Como era normal entonces, nadie hizo estas preguntas básicas. La zalagarda del Plan Zeta vivió por mucho tiempo. Incluso se consideraba de “buen tono” en los sectores acomodados señalar que “Toda mi familia figuraba en el Plan Z. Yo, la gorda, los niños, todos…”. Recuerdo todavía en 1987 alguna ingenua y adolescente amiga que defendía a Pinochet con el argumento de que su papá era uno de los condenados por el dichoso plan…

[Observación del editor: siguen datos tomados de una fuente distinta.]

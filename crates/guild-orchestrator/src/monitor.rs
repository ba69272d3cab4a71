use crate::types::{AgentMetrics, AgentState, WorkerStatus};
use std::collections::{BTreeSet, HashMap};
use std::sync::Arc;
use tokio::sync::RwLock;
use uuid::Uuid;

/// Tracks activity and metrics for every agent that has won a bid.
pub struct AgentMonitor {
    states: Arc<RwLock<HashMap<String, AgentState>>>,
}

impl AgentMonitor {
    pub fn new() -> Self {
        Self {
            states: Arc::new(RwLock::new(HashMap::new())),
        }
    }

    /// Mark an agent as working on a task it just won.
    pub async fn start_task(&self, agent_id: &str, task_id: Uuid) {
        let mut states = self.states.write().await;
        let state = states
            .entry(agent_id.to_string())
            .or_insert_with(|| AgentState {
                agent_id: agent_id.to_string(),
                active_tasks: BTreeSet::new(),
                status: WorkerStatus::Idle,
                metrics: AgentMetrics::default(),
            });
        state.active_tasks.insert(task_id);
        state.status = WorkerStatus::Working;
        state.metrics.bids_won += 1;
    }

    /// Mark one attempt as finished and fold its outcome into the metrics.
    ///
    /// The agent stays `Working` while any other task it won is still running.
    pub async fn finish_task(
        &self,
        agent_id: &str,
        task_id: Uuid,
        succeeded: bool,
        duration_ms: u64,
    ) {
        let mut states = self.states.write().await;
        if let Some(state) = states.get_mut(agent_id) {
            state.active_tasks.remove(&task_id);
            state.metrics.duration_ms += duration_ms;
            if succeeded {
                state.metrics.completed += 1;
            } else {
                state.metrics.failed_attempts += 1;
            }
            state.status = if !state.active_tasks.is_empty() {
                WorkerStatus::Working
            } else if succeeded {
                WorkerStatus::Idle
            } else {
                WorkerStatus::Error
            };
        }
    }

    /// Snapshot of all agent states, sorted by agent id.
    pub async fn snapshot(&self) -> Vec<AgentState> {
        let states = self.states.read().await;
        let mut all: Vec<AgentState> = states.values().cloned().collect();
        all.sort_by(|a, b| a.agent_id.cmp(&b.agent_id));
        all
    }

    pub async fn get_state(&self, agent_id: &str) -> Option<AgentState> {
        let states = self.states.read().await;
        states.get(agent_id).cloned()
    }

    /// Aggregate metrics across all agents.
    pub async fn aggregate_metrics(&self) -> AgentMetrics {
        let states = self.states.read().await;
        let mut total = AgentMetrics::default();
        for state in states.values() {
            total.bids_won += state.metrics.bids_won;
            total.completed += state.metrics.completed;
            total.failed_attempts += state.metrics.failed_attempts;
            total.duration_ms += state.metrics.duration_ms;
        }
        total
    }

    /// Serialize the current state as JSON (for run reports).
    pub async fn to_json(&self) -> serde_json::Value {
        let states = self.snapshot().await;
        let aggregate = self.aggregate_metrics().await;
        serde_json::json!({
            "agents": states,
            "aggregate": aggregate,
        })
    }
}

impl Default for AgentMonitor {
    fn default() -> Self {
        Self::new()
    }
}
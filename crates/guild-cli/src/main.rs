mod plan;
mod simulated;

use anyhow::Context;
use clap::{Parser, Subcommand};
use guild_orchestrator::{Orchestrator, OrchestratorConfig, StaticRoster, TaskRegistry};
use plan::{parse_plan, Plan};
use simulated::SimulatedExecutor;
use std::path::{Path, PathBuf};
use std::sync::Arc;
use std::time::Duration;
use tokio::sync::watch;
use tracing::{info, warn};
use tracing_subscriber::EnvFilter;

#[derive(Parser)]
#[command(name = "guild", about = "Guild: task orchestration for agent organizations")]
struct Cli {
    /// Orchestrator config file; replaces the plan's `[config]` section
    #[arg(short, long)]
    config: Option<PathBuf>,

    #[command(subcommand)]
    command: Commands,
}

#[derive(Subcommand)]
enum Commands {
    /// Execute a plan against the simulated executor
    Run {
        /// Plan file with agents and tasks
        #[arg(short, long)]
        plan: PathBuf,
        /// Stop after this many cycles even if work remains
        #[arg(long, default_value_t = 100)]
        max_cycles: usize,
        /// Tool calls each simulated attempt performs
        #[arg(long, default_value_t = 3)]
        tool_calls: u32,
        /// Delay per simulated tool call, in milliseconds
        #[arg(long, default_value_t = 0)]
        step_delay_ms: u64,
        /// Keep polling until Ctrl-C instead of stopping once settled
        #[arg(long)]
        follow: bool,
    },
    /// Load a plan and report dependency errors without executing it
    Validate {
        /// Plan file with agents and tasks
        #[arg(short, long)]
        plan: PathBuf,
    },
}

#[tokio::main]
async fn main() -> anyhow::Result<()> {
    tracing_subscriber::fmt()
        .with_env_filter(
            EnvFilter::try_from_default_env().unwrap_or_else(|_| EnvFilter::new("info")),
        )
        .json()
        .init();

    let cli = Cli::parse();

    match cli.command {
        Commands::Run {
            plan,
            max_cycles,
            tool_calls,
            step_delay_ms,
            follow,
        } => {
            let mut loaded = load_plan(&plan)?;
            if let Some(path) = &cli.config {
                loaded.config = load_config(path).await?;
            }
            run_plan(
                loaded,
                max_cycles,
                SimulatedExecutor::new(tool_calls, Duration::from_millis(step_delay_ms)),
                follow,
            )
            .await?;
        }
        Commands::Validate { plan } => {
            let loaded = load_plan(&plan)?;
            let registry = TaskRegistry::new();
            let ids = loaded
                .register(&registry)
                .with_context(|| format!("Plan '{}' has invalid dependencies", plan.display()))?;

            let eligible: Vec<&str> = registry
                .list_eligible()
                .iter()
                .filter_map(|task| {
                    ids.iter()
                        .find(|(_, id)| **id == task.id)
                        .map(|(key, _)| key.as_str())
                })
                .collect();
            let report = serde_json::json!({
                "plan": plan.display().to_string(),
                "agents": loaded.agents.len(),
                "tasks": registry.len(),
                "initially_eligible": eligible,
                "valid": true,
            });
            println!("{}", serde_json::to_string_pretty(&report)?);
        }
    }

    Ok(())
}

fn load_plan(path: &Path) -> anyhow::Result<Plan> {
    let plan = parse_plan(path)?;
    info!(
        path = %path.display(),
        agents = plan.agents.len(),
        tasks = plan.tasks.len(),
        "Plan loaded"
    );
    Ok(plan)
}

async fn load_config(path: &Path) -> anyhow::Result<OrchestratorConfig> {
    let raw = tokio::fs::read_to_string(path)
        .await
        .with_context(|| format!("Failed to read config file '{}'", path.display()))?;
    Ok(OrchestratorConfig::from_toml_str(&raw)?)
}

async fn run_plan(
    plan: Plan,
    max_cycles: usize,
    executor: SimulatedExecutor,
    follow: bool,
) -> anyhow::Result<()> {
    if plan.agents.is_empty() {
        warn!("Plan has no agents; every task will stay pending");
    }

    let roster = Arc::new(StaticRoster::new(plan.agents.clone()));
    let orchestrator = Arc::new(Orchestrator::new(
        plan.config.clone(),
        roster,
        Arc::new(executor),
    )?);
    plan.register(orchestrator.registry())
        .context("Plan has invalid dependencies")?;

    let summary = if follow {
        let (tx, rx) = watch::channel(false);
        let runner = {
            let orchestrator = Arc::clone(&orchestrator);
            tokio::spawn(async move { orchestrator.run(rx).await })
        };
        tokio::signal::ctrl_c().await?;
        info!("Shutdown requested");
        // The receiver lives inside the runner; a send error means it already stopped.
        let _ = tx.send(true);
        runner.await?;
        orchestrator.run_until_settled(0).await
    } else {
        orchestrator.run_until_settled(max_cycles).await
    };

    let report = serde_json::json!({
        "summary": summary,
        "tasks": orchestrator.registry().all_tasks(),
        "agents": orchestrator.monitor().to_json().await,
        "chaos": orchestrator.chaos().stats(),
    });
    println!("{}", serde_json::to_string_pretty(&report)?);
    Ok(())
}
use crate::bidding::CostTable;
use crate::chaos::ChaosConfig;
use guild_core::{GuildError, GuildResult};
use serde::{Deserialize, Serialize};
use std::time::Duration;

/// Configures how failed attempts are retried.
#[derive(Debug, Clone, PartialEq, Serialize, Deserialize)]
pub struct RetryPolicy {
    /// Retries after the initial attempt before a task is marked failed.
    #[serde(default = "default_max_retries")]
    pub max_retries: u32,
    /// Base delay in milliseconds for exponential backoff.
    #[serde(default = "default_backoff_base_ms")]
    pub backoff_base_ms: u64,
    /// Maximum delay in milliseconds (cap for exponential backoff).
    #[serde(default = "default_backoff_max_ms")]
    pub backoff_max_ms: u64,
}

fn default_max_retries() -> u32 {
    2
}

fn default_backoff_base_ms() -> u64 {
    200
}

fn default_backoff_max_ms() -> u64 {
    5_000
}

impl Default for RetryPolicy {
    fn default() -> Self {
        Self {
            max_retries: default_max_retries(),
            backoff_base_ms: default_backoff_base_ms(),
            backoff_max_ms: default_backoff_max_ms(),
        }
    }
}

impl RetryPolicy {
    /// Retry `max_retries` times without waiting in between.
    pub fn immediate(max_retries: u32) -> Self {
        Self {
            max_retries,
            backoff_base_ms: 0,
            backoff_max_ms: 0,
        }
    }

    /// Exponential backoff for the given 0-based retry, capped at `backoff_max_ms`.
    pub fn backoff(&self, retry: u32) -> Duration {
        let delay = self
            .backoff_base_ms
            .saturating_mul(2u64.saturating_pow(retry));
        Duration::from_millis(delay.min(self.backoff_max_ms))
    }
}

/// Configuration surface of the orchestration core.
#[derive(Debug, Clone, PartialEq, Serialize, Deserialize)]
pub struct OrchestratorConfig {
    #[serde(default)]
    pub retry: RetryPolicy,
    #[serde(default)]
    pub chaos: ChaosConfig,
    #[serde(default)]
    pub costs: CostTable,
    #[serde(default = "default_poll_interval_ms")]
    pub poll_interval_ms: u64,
}

fn default_poll_interval_ms() -> u64 {
    1_000
}

impl Default for OrchestratorConfig {
    fn default() -> Self {
        Self {
            retry: RetryPolicy::default(),
            chaos: ChaosConfig::default(),
            costs: CostTable::default(),
            poll_interval_ms: default_poll_interval_ms(),
        }
    }
}

impl OrchestratorConfig {
    /// Parse and validate a TOML document.
    pub fn from_toml_str(raw: &str) -> GuildResult<Self> {
        let config: Self =
            toml::from_str(raw).map_err(|e| GuildError::Config(format!("invalid TOML: {e}")))?;
        config.validate()?;
        Ok(config)
    }

    pub fn validate(&self) -> GuildResult<()> {
        self.chaos.validate()?;
        for (name, cost) in [
            ("reliable_unit_cost", self.costs.reliable_unit_cost),
            ("balanced_unit_cost", self.costs.balanced_unit_cost),
            ("economy_unit_cost", self.costs.economy_unit_cost),
        ] {
            if !cost.is_finite() || cost < 0.0 {
                return Err(GuildError::Config(format!(
                    "costs.{name} must be a non-negative number, got {cost}"
                )));
            }
        }
        if self.poll_interval_ms == 0 {
            return Err(GuildError::Config(
                "poll_interval_ms must be greater than zero".to_string(),
            ));
        }
        Ok(())
    }

    pub fn poll_interval(&self) -> Duration {
        Duration::from_millis(self.poll_interval_ms)
    }
}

Más allá de la anécdota que significaba sacarle lustre aristocrático a la condición de supuesta víctima del plan, muchos de los detenidos posteriormente al golpe de Estado fueron salvajemente torturados por no revelar a sus captores detalles del Plan Zeta. Los mandos medios y bajos, que se ensuciaron las manos con sangre mientras llegaban las órdenes desde arriba, no fueron informados de la falsedad del asunto, y como buenos patriotas de la picana y la violación, salieron a la caza de información para evitar que los sucios comunistas cambiaran la bandera chilena por un trapo rojo. Testimonios sobran de esto en Tres y Cuatro Álamos, Villa Grimaldi y otros centros de detención. Hombres y mujeres torturados hasta la muerte por negarse a hablar del Plan Zeta del cual nada sabían.

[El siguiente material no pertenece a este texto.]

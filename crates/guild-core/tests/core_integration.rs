#![allow(clippy::unwrap_used, clippy::expect_used)]

use guild_core::*;
use uuid::Uuid;

// ---------------------------------------------------------------------------
// 1. Message serialization roundtrip
// ---------------------------------------------------------------------------

#[test]
fn message_serialization_roundtrip() {
    let msg = Message::task("Draft the release notes");

    let json = serde_json::to_string(&msg).unwrap();
    assert!(json.contains("\"role\":\"task\""));
    let deserialized: Message = serde_json::from_str(&json).unwrap();

    assert_eq!(deserialized, msg);
    assert_eq!(deserialized.content, "Draft the release notes");
    assert_eq!(deserialized.at, msg.at);
}

// ---------------------------------------------------------------------------
// 2. Error Display and From impls
// ---------------------------------------------------------------------------

#[test]
fn error_display_and_from_impls() {
    let dep_err = GuildError::InvalidDependency("cycle through 3 tasks".to_string());
    assert_eq!(dep_err.to_string(), "Invalid dependency: cycle through 3 tasks");

    let chaos_err = GuildError::ChaosFault {
        tool: "web_search".to_string(),
    };
    assert_eq!(
        chaos_err.to_string(),
        "Chaos fault injected into tool 'web_search'"
    );

    let exec_err = GuildError::ExecutionFailure("provider returned 503".to_string());
    assert_eq!(exec_err.to_string(), "Execution failure: provider returned 503");

    let id = Uuid::new_v4();
    let missing = GuildError::TaskNotFound(id);
    assert_eq!(missing.to_string(), format!("Task not found: {id}"));

    let roster_err = GuildError::Roster("directory offline".to_string());
    assert_eq!(roster_err.to_string(), "Roster error: directory offline");

    // From<serde_json::Error> conversion
    let bad_json = serde_json::from_str::<serde_json::Value>("not json");
    let guild_err: GuildError = bad_json.unwrap_err().into();
    assert!(guild_err.to_string().starts_with("JSON error:"));

    // From<std::io::Error> conversion
    let io_err = std::io::Error::new(std::io::ErrorKind::NotFound, "plan missing");
    let guild_err: GuildError = io_err.into();
    assert!(guild_err.to_string().starts_with("IO error:"));
}

// ---------------------------------------------------------------------------
// 3. Only injected and collaborator failures are retryable
// ---------------------------------------------------------------------------

#[test]
fn retryable_errors() {
    assert!(GuildError::ChaosFault { tool: "shell".into() }.is_retryable());
    assert!(GuildError::ExecutionFailure("timeout".into()).is_retryable());
    assert!(!GuildError::AllocationExhausted(Uuid::new_v4()).is_retryable());
    assert!(!GuildError::InvalidTransition {
        task: Uuid::new_v4(),
        from: "failed".into(),
        to: "completed".into(),
    }
    .is_retryable());
}

// ---------------------------------------------------------------------------
// 4. Context history wipe produces an independent copy
// ---------------------------------------------------------------------------

#[test]
fn context_without_history_is_a_copy() {
    let task_id = Uuid::new_v4();
    let mut ctx = ExecutionContext::new(task_id);
    ctx.push(Message::system("You are a research agent"));
    ctx.push(Message::feedback("previous attempt timed out"));

    let before = ctx.clone();
    let wiped = ctx.without_history();

    assert_eq!(ctx, before);
    assert!(wiped.history.is_empty());
    assert_eq!(wiped.created_at, ctx.created_at);
}

// ---------------------------------------------------------------------------
// 5. Role serialization/deserialization to/from strings
// ---------------------------------------------------------------------------

#[test]
fn role_serialization() {
    assert_eq!(serde_json::to_string(&Role::System).unwrap(), "\"system\"");
    assert_eq!(serde_json::to_string(&Role::Task).unwrap(), "\"task\"");

    let feedback: Role = serde_json::from_str("\"feedback\"").unwrap();
    assert_eq!(feedback, Role::Feedback);

    let bad: Result<Role, _> = serde_json::from_str("\"assistant\"");
    assert!(bad.is_err());
}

Con el tiempo los propios involucrados fueron develando la verdad. Entre los más importantes está el primer secretario de la junta, Federico Willoughby, quien fue el encargado de presentar a la prensa la existencia del Plan Zeta y más tarde revelaría su falsedad completa en varios medios (The Clinic, Informe Especial). Incluso señaló que ya en octubre de 1973 sabía que los documentos presentados en el dichoso Libro Blanco “carecían de todo valor”.

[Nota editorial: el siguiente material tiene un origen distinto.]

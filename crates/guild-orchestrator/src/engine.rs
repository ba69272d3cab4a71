use crate::bidding::{negotiate_provider, BiddingAllocator};
use crate::chaos::FaultInjector;
use crate::config::OrchestratorConfig;
use crate::execution::{AgentRoster, ExecutionOutput, ExecutionRequest, TaskExecutor, ToolGate};
use crate::monitor::AgentMonitor;
use crate::registry::{StatusCounts, TaskRegistry};
use crate::types::{Bid, Task, TaskSpec, TaskStatus};
use futures_util::future::join_all;
use guild_core::{ExecutionContext, GuildError, GuildResult, Message};
use serde::{Deserialize, Serialize};
use std::collections::HashSet;
use std::sync::Arc;
use std::time::Instant;
use tokio::sync::watch;
use tokio::task::JoinSet;
use tracing::{debug, error, info, warn};
use uuid::Uuid;

/// What happened to one eligible task during a cycle.
#[derive(Debug, Clone, Copy, PartialEq, Eq, Serialize, Deserialize)]
#[serde(rename_all = "snake_case")]
pub enum TaskOutcome {
    Completed,
    Failed,
    /// Nobody bid; the task stays pending for a later cycle.
    Unallocated,
    /// Another pipeline claimed the task first.
    Skipped,
}

/// Tally of one pass over the eligible tasks.
#[derive(Debug, Clone, Copy, Default, PartialEq, Eq, Serialize, Deserialize)]
pub struct CycleReport {
    pub eligible: usize,
    pub completed: usize,
    pub failed: usize,
    pub unallocated: usize,
    pub skipped: usize,
}

impl CycleReport {
    fn record(&mut self, outcome: TaskOutcome) {
        match outcome {
            TaskOutcome::Completed => self.completed += 1,
            TaskOutcome::Failed => self.failed += 1,
            TaskOutcome::Unallocated => self.unallocated += 1,
            TaskOutcome::Skipped => self.skipped += 1,
        }
    }

    /// Whether any task reached a terminal state.
    pub fn made_progress(&self) -> bool {
        self.completed + self.failed > 0
    }
}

Más importante es el testimonio es el del ex comandante en jefe de la Aviación y miembro de la primera junta del gobierno militar, Gustavo Leigh Guzmán, quien en una entrevista concedida a Alfredo Lamadrid en el programa «Humanamente Hablando» emitido por Mega el 2001, señaló de manera clara: “El Plan Zeta nunca existió”.
La historia, que hasta esta altura suena como otro delirio más de la dictadura, no debe ser olvidada. Se inventó un plan para justificar un golpe de Estado, el exterminio sistemático de chilenos y el intento de perpetuación en el poder. Seguro que con el cuadragésimo aniversario del 11 de septiembre de 1973 no faltarán los pajarracos que volverán a cacarear la existencia del supuesto plan y agregarán que “toda mi familia figuraba en la lista de víctimas”. Tampoco faltarán las cartas al director (Hermógenes Pérez de Arce, Gonzalo Rojas y Alfonso Márquez de la Plata deben estar afilando la pluma) y los medios que intenten, de cualquier forma, justificar o darle un tamiz de verdad al peor y más grosero montaje de toda nuestra historia (supera incluso a la Guerra de don Ladislao en 1920)
Lo cierto es que sí hubo un plan, sin letra precisa, sin publicidad, sin libro blanco. No era de buen tono estar en la lista de víctimas y su objetivo en su gran mayoría eran obreros y estudiantes de sectores populares. Se ejecutó de manera implacable y hasta hoy hay cientos chilenos desaparecidos en piques mineros, cementerios clandestinos, bajo calaminas en el desierto o amarrados a rieles en el fondo del mar. Del Plan Z sabemos que todo es mentira, del plan sin nombre nunca sabremos toda la verdad.